Scientists have created the world’s thinnest hologram, opening up the opportunity to embed the technology in smartphones.
The revolutionary nano-hologram was designed by an Australian-Chinese research team at the Royal Melbourne Institute of Technology (RMIT), which was behind the research.
The technology is simple to make, can be seen without 3D googles, and is 1,000 times thinner than a human hair.
This means it could be integrated into mobile devices, according to the research paper published in Nature Communications.
Unlike 3D images, holographic projections allow viewers to move around and see the projection from different perspectives and angles.
However, developing holograms that are thin enough to work with modern electronics is a challenge.
During the French presidential campaign, candidate Jean-Luc Melenchon appeared at multiple rallies at the same time using the more bulky holographic technology.

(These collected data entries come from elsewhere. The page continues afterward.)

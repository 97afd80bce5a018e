use chrono::{DateTime, Utc};
use serde::Deserialize;
use std::fmt;
use std::str::FromStr;

/// Feedback lifecycle. Any state may move to any other.
#[derive(Debug, Clone, Copy, PartialEq, Eq)]
pub enum FeedbackStatus {
    Pending,
    InProgress,
    Resolved,
    Rejected,
}

pub const ALL_STATUSES: [FeedbackStatus; 4] = [
    FeedbackStatus::Pending,
    FeedbackStatus::InProgress,
    FeedbackStatus::Resolved,
    FeedbackStatus::Rejected,
];

impl FeedbackStatus {
    pub fn as_str(&self) -> &'static str {
        match self {
            FeedbackStatus::Pending => "pending",
            FeedbackStatus::InProgress => "in_progress",
            FeedbackStatus::Resolved => "resolved",
            FeedbackStatus::Rejected => "rejected",
        }
    }

    pub fn label(&self) -> &'static str {
        match self {
            FeedbackStatus::Pending => "Pending",
            FeedbackStatus::InProgress => "In Progress",
            FeedbackStatus::Resolved => "Resolved",
            FeedbackStatus::Rejected => "Rejected",
        }
    }

    /// Whether an update into `self` carrying `response` emails the submitter.
    pub fn should_notify(&self, response: &str) -> bool {
        *self == FeedbackStatus::Resolved || !response.trim().is_empty()
    }
}

impl fmt::Display for FeedbackStatus {
    fn fmt(&self, f: &mut fmt::Formatter<'_>) -> fmt::Result {
        f.write_str(self.as_str())
    }
}

impl FromStr for FeedbackStatus {
    type Err = String;

    fn from_str(s: &str) -> Result<Self, Self::Err> {
        ALL_STATUSES
            .iter()
            .copied()
            .find(|st| st.as_str() == s.trim())
            .ok_or_else(|| format!("unknown feedback status '{s}'"))
    }
}

/// Council portfolios that feedback can be addressed to.
pub const PORTFOLIOS: &[(&str, &str)] = &[
    ("president", "President"),
    ("vice_president", "Vice President"),
    ("general_secretary", "General Secretary"),
    ("finance_officer", "Finance Officer"),
    ("organizing_secretary", "Organizing Secretary"),
    ("pro", "Public Relations Officer"),
    ("womens_commissioner", "Women's Commissioner"),
    ("academic_affairs", "Academic Affairs"),
    ("welfare", "Welfare Officer"),
    ("sports", "Sports Secretary"),
    ("general", "General"),
];

pub fn portfolio_label(slug: &str) -> &str {
    PORTFOLIOS
        .iter()
        .find(|(s, _)| *s == slug)
        .map(|(_, label)| *label)
        .unwrap_or(slug)
}

pub fn is_portfolio(slug: &str) -> bool {
    PORTFOLIOS.iter().any(|(s, _)| *s == slug)
}

/// Feedback row joined with the submitting and assigned users.
#[derive(Debug, Clone, sqlx::FromRow)]
pub struct FeedbackRow {
    pub id: i64,
    pub subject: String,
    pub message: String,
    pub user_id: Option<i64>,
    pub user_first_name: Option<String>,
    pub user_last_name: Option<String>,
    pub user_email: Option<String>,
    pub user_phone: Option<String>,
    pub submitter_name: String,
    pub submitter_email: String,
    pub status: String,
    pub assigned_to: Option<i64>,
    pub assigned_name: Option<String>,
    pub resolution: String,
    pub created_at: DateTime<Utc>,
    pub updated_at: DateTime<Utc>,
}

impl FeedbackRow {
    /// Registered submitter → "First Last"; direct submission → "Name (Direct Submission)".
    pub fn display_name(&self) -> String {
        if self.user_id.is_some() {
            let first = self.user_first_name.as_deref().unwrap_or("").trim();
            let last = self.user_last_name.as_deref().unwrap_or("").trim();
            let full = format!("{first} {last}").trim().to_string();
            if !full.is_empty() {
                return full;
            }
        }
        let name = self.submitter_name.trim();
        if !name.is_empty() {
            return format!("{name} (Direct Submission)");
        }
        "Anonymous".to_string()
    }

    pub fn display_email(&self) -> String {
        match self.user_email.as_deref().map(str::trim) {
            Some(email) if !email.is_empty() => email.to_string(),
            _ => self.submitter_email.trim().to_string(),
        }
    }

    pub fn subject_label(&self) -> &str {
        portfolio_label(&self.subject)
    }

    pub fn status_label(&self) -> &str {
        self.status
            .parse::<FeedbackStatus>()
            .map(|s| s.label())
            .unwrap_or("Unknown")
    }
}

/// Insert payload for a feedback submission.
#[derive(Debug, Clone)]
pub struct NewFeedback {
    pub subject: String,
    pub message: String,
    pub user_id: Option<i64>,
    pub submitter_name: String,
    pub submitter_email: String,
}

/// Public submission form.
#[derive(Debug, Deserialize)]
pub struct FeedbackForm {
    pub subject: String,
    pub message: String,
    #[serde(default)]
    pub submitter_name: String,
    #[serde(default)]
    pub submitter_email: String,
    pub csrf_token: String,
}

/// Admin status update form. `update_status` is the submit button marker.
#[derive(Debug, Deserialize)]
pub struct StatusUpdateForm {
    pub status: String,
    #[serde(default)]
    pub assigned_to: String,
    #[serde(default)]
    pub resolution: String,
    pub update_status: Option<String>,
    pub csrf_token: String,
}

/// Validated status update.
#[derive(Debug, Clone)]
pub struct StatusUpdate {
    pub status: FeedbackStatus,
    pub assigned_to: Option<i64>,
    pub resolution: String,
}

#[derive(Debug, Clone, Default, PartialEq, Eq)]
pub struct StatusCounts {
    pub total: i64,
    pub pending: i64,
    pub in_progress: i64,
    pub resolved: i64,
    pub rejected: i64,
}
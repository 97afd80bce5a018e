use sqlx::{PgPool, Postgres, Transaction};

use crate::errors::AppError;
use crate::models::user;
use super::types::*;

async fn create(tx: &mut Transaction<'_, Postgres>, new: &NewNotification) -> Result<i64, AppError> {
    let id: i64 = sqlx::query_scalar(
        "INSERT INTO notifications (content_type, action, title, description, created_by, item_id) \
         VALUES ($1, $2, $3, $4, $5, $6) RETURNING id",
    )
    .bind(new.content_type.as_str())
    .bind(new.action.as_str())
    .bind(&new.title)
    .bind(&new.description)
    .bind(new.created_by)
    .bind(new.item_id)
    .fetch_one(&mut **tx)
    .await?;
    Ok(id)
}

async fn add_recipients(
    tx: &mut Transaction<'_, Postgres>,
    notification_id: i64,
    user_ids: &[i64],
) -> Result<u64, AppError> {
    if user_ids.is_empty() {
        return Ok(0);
    }
    let result = sqlx::query(
        "INSERT INTO notification_recipients (notification_id, user_id) \
         SELECT $1, UNNEST($2::BIGINT[]) \
         ON CONFLICT DO NOTHING",
    )
    .bind(notification_id)
    .bind(user_ids)
    .execute(&mut **tx)
    .await?;
    Ok(result.rows_affected())
}

/// Create a notification and fan it out in one transaction. Nothing is
/// stored when there are no recipients or when any insert fails.
pub async fn notify_users(pool: &PgPool, new: &NewNotification, user_ids: &[i64]) -> Result<Option<i64>, AppError> {
    if user_ids.is_empty() {
        return Ok(None);
    }
    let mut tx = pool.begin().await?;
    let id = create(&mut tx, new).await?;
    add_recipients(&mut tx, id, user_ids).await?;
    tx.commit().await?;
    Ok(Some(id))
}

/// Notify every active user except `except`.
pub async fn notify_all_active(pool: &PgPool, new: &NewNotification, except: Option<i64>) -> Result<Option<i64>, AppError> {
    let ids = user::active_ids(pool, except).await?;
    notify_users(pool, new, &ids).await
}

/// Notify every active user whose role grants `code`.
pub async fn notify_permission_holders(pool: &PgPool, new: &NewNotification, code: &str) -> Result<Option<i64>, AppError> {
    let ids = user::active_ids_with_permission(pool, code).await?;
    notify_users(pool, new, &ids).await
}

pub async fn find_for_user(pool: &PgPool, user_id: i64, limit: i64) -> Result<Vec<NotificationItem>, AppError> {
    let rows = sqlx::query_as::<_, NotificationItem>(
        "SELECT n.id, n.content_type, n.action, n.title, n.description, n.item_id, \
                r.is_read, n.created_at \
         FROM notifications n \
         JOIN notification_recipients r ON r.notification_id = n.id \
         WHERE r.user_id = $1 \
         ORDER BY n.created_at DESC, n.id DESC \
         LIMIT $2",
    )
    .bind(user_id)
    .bind(limit)
    .fetch_all(pool)
    .await?;
    Ok(rows)
}

pub async fn count_unread(pool: &PgPool, user_id: i64) -> i64 {
    sqlx::query_scalar(
        "SELECT COUNT(*) FROM notification_recipients WHERE user_id = $1 AND NOT is_read",
    )
    .bind(user_id)
    .fetch_one(pool)
    .await
    .unwrap_or_else(|e| {
        log::warn!("Failed to count unread notifications for user {user_id}: {e}");
        0
    })
}

/// Mark one notification read for this user. False when it is not theirs.
pub async fn mark_read(pool: &PgPool, notification_id: i64, user_id: i64) -> Result<bool, AppError> {
    let result = sqlx::query(
        "UPDATE notification_recipients SET is_read = TRUE, read_at = COALESCE(read_at, NOW()) \
         WHERE notification_id = $1 AND user_id = $2",
    )
    .bind(notification_id)
    .bind(user_id)
    .execute(pool)
    .await?;
    Ok(result.rows_affected() > 0)
}

pub async fn mark_all_read(pool: &PgPool, user_id: i64) -> Result<u64, AppError> {
    let result = sqlx::query(
        "UPDATE notification_recipients SET is_read = TRUE, read_at = NOW() \
         WHERE user_id = $1 AND NOT is_read",
    )
    .bind(user_id)
    .execute(pool)
    .await?;
    Ok(result.rows_affected())
}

This was also used at the Coachella Festival in California in 2012, when an image of rapper Tupac Shakur was projected on the stage to perform with Snoop Dogg.
RMIT Distinguished Professor Min Gu said: “Conventional computer-generated holograms are too big for electronic devices but our ultra-thin hologram overcomes those size barriers.
“Our nano-hologram is also fabricated using a simple and fast direct laser writing system, which makes our design suitable for large-scale uses and mass manufacture.
“Integrating holography into everyday electronics would make screen size irrelevant – a pop-up 3D hologram can display a wealth of data that doesn’t neatly fit on a phone or watch.
“From medical diagnostics to education, data storage, defence and cyber security, 3D holography has the potential to transform a range of industries and this research brings that revolution one critical step closer.”
Conventional holograms modulate the phase of light to give illusion of three-dimensional depth. To generate enough phase shifts, those holograms need to be at the thickness of optical wavelengths.
Working with the Beijing Institute of Technology (BIT) the researchers have broken that thickness limit with a 25-nanometre hologram, using a special material which allows light to pass through it differently at the surface than it does in the bulk.